South Park Commons recently brought together a panel of four artificial intelligence and health experts. Key insights:

  • Finding usable health data is tough
  • Regulation lengthens the time horizon to launch anything new
  • There is a disconnect between the promise of AI-driven health medicine and the way doctors work today

Intro

Over the past few years, interest in applying the techniques of machine learning outside of traditionally software-driven disciplines has exploded. The field of medicine, with its rich and increasingly digitized cache of patient-, hospital-, and drug-related data, is a ripe area for Artificial intelligence-driven research and invention.

As part of its AI speaker series, South Park Commons recently brought together a panel of 4 experts from the medical and software world to discuss trends in this growing space.

First, a quick introduction to the panelists (see more info on the panelists at the end of this post):

Susan Huang is a practicing dermatologist and Director of Innovation at the Palo Alto Medical Foundation Department of Dermatology.

Andrew Dai is a staff software engineer and researcher at Google Brain leading a team focused on developing better understanding of medical records by applying deep learning techniques.

Sasha Targ is an MD-PhD student at the University of California, San Francisco interested in applying computational approaches to solve problems in genomics and medicine.

Nikhil Buduma, the panel moderator, is Co-founder and Chief Scientist of Remedy Medical.

What happened at the panel?

The application of AI to medicine is a rich area of academic study and commercial innovation.
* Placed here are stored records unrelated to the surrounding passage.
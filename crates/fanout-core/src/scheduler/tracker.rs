//! Outstanding-work counter.

use std::sync::atomic::{AtomicUsize, Ordering};

use tokio::sync::Notify;

/// Counts units submitted but not yet fully resolved.
#[derive(Debug, Default)]
pub struct CompletionTracker {
    outstanding: AtomicUsize,
    drained: Notify,
}

impl CompletionTracker {
    pub fn new() -> Self {
        Self::default()
    }

    /// Count `n` more units. Call before the units become visible to workers.
    pub fn add(&self, n: usize) {
        self.outstanding.fetch_add(n, Ordering::AcqRel);
    }

    /// Mark one unit resolved, waking waiters when nothing is left.
    pub fn resolve(&self) {
        match self
            .outstanding
            .fetch_update(Ordering::AcqRel, Ordering::Acquire, |n| n.checked_sub(1))
        {
            Ok(1) => self.drained.notify_waiters(),
            Ok(_) => {}
            Err(_) => tracing::error!("completion tracker resolved with nothing outstanding"),
        }
    }

    pub fn outstanding(&self) -> usize {
        self.outstanding.load(Ordering::Acquire)
    }

    /// Wait until the count is zero.
    pub async fn wait_drained(&self) {
        loop {
            let notified = self.drained.notified();
            tokio::pin!(notified);
            // Register before checking so a resolve in between is not lost.
            notified.as_mut().enable();
            if self.outstanding() == 0 {
                return;
            }
            notified.await;
        }
    }
}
What follows are my impressions of the key themes discussed during the panel.

Finding usable health data is tough

As you might expect for one of the most heavily regulated and privacy-conscious industries, accessing useful tranches of health-related data is difficult. Dr. Huang spoke about the need for potential partners to demonstrate their trustworthiness — both in terms of security and ability to fulfill regulated privacy requirements — in handling patient records, which can present sometimes insurmountable hurdles for newcomers to the space.

This sparked a discussion on ‘de-identification’, the process by which personally identifiable information (PII) is removed from patient records before they are used and/or passed to other parties. There are two methods of de-identification, as described by the Health Insurance Portability and Accountability Act (HIPAA): 1) removing a strict list of information, including full face photos, biometric identifiers, and geographic information beyond the state level or 2) having an ‘expert’ come up with and implement a potentially more lax set of de-identification principles that they determine sufficiently limit the risk that the data could be used, either alone or with any other potential data sources, to identify any individual.

These two methods present opposite challenges: the first is easy to implement, but strict (it risks removing important information for solving some problems), while the second is hard to implement but allows more flexible access to relevant data. As Sasha pointed out, the scientists building AI often lack the necessary background and/or resources to create the de-identification principles (the second method) and assess their risks. Andrew mentioned MIMIC, an MIT-driven open source dataset of de-identified critical care patient data as a boon for researchers interested in that medical subtopic. Sasha also pondered whether there might be ways to incentivize doctors to create de-identified versions of records as they are documenting information for standard records. No easy answers here.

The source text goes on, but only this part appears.